Chances are your expectations hang low for this third instalment of Helen Fielding’s character and that you couldn’t care less about the newly contrived love triangle and the ensuing paternity test. You’d be right but against all conceivable odds, Bridget Jones’ Baby is not the total disaster it could have been. Renée Zellweger comfortably slips back into the role and, while damning with faint praise, the belated threequel is a step-up from 2004‘s Bridget Jones: The Edge of Reason. This is chiefly thanks not to Zellweger but to the deadpan charms of Emma Thompson, who is brilliant as a world-weary gynaecologist who compares the experience of a man observing childbirth to watching “a favourite pub burning down”.
The years have undoubtedly made this series less endearing and aside from that searing image, Bridget Jones’ Baby offers little: it is the same aggressively middle-of-the-road story, this time featuring yurts, zorbing, Ed Sheeran, and Sister Sledge singing “We Are Family” to painfully mirror how, in the end, happiness depends on a woman’s capacity to legally settle down with a man and seal the deal with a child.
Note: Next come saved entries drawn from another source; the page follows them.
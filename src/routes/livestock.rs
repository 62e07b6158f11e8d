use crate::commands;
use crate::state::AppState;
use axum::{
    routing::{get, post},
    Router,
};

pub fn router() -> Router<AppState> {
    Router::new()
        .route("/api/livestock/list", get(commands::livestock::list_livestock))
        .route("/api/livestock/create", post(commands::livestock::create_livestock))
        .route("/api/livestock/update", post(commands::livestock::update_livestock))
        .route("/api/livestock/delete", post(commands::livestock::delete_livestock))
}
Even if the film knows its audience, you can’t help but feel the filmmakers could have made this delayed case of déjà-vu a little bit less predictable. Still, as revivals go, the return of the “verbally incontinent spinster” isn’t all bad and certainly not as dire as this year’s Absolutely Fabulous.
Bridget Jones’ Baby | Directed by Sharon Maguire (USA/UK, 2016) with Renée Zellweger, Colin Firth, Patrick Dempsey, Emma Thompson. Starts October 20.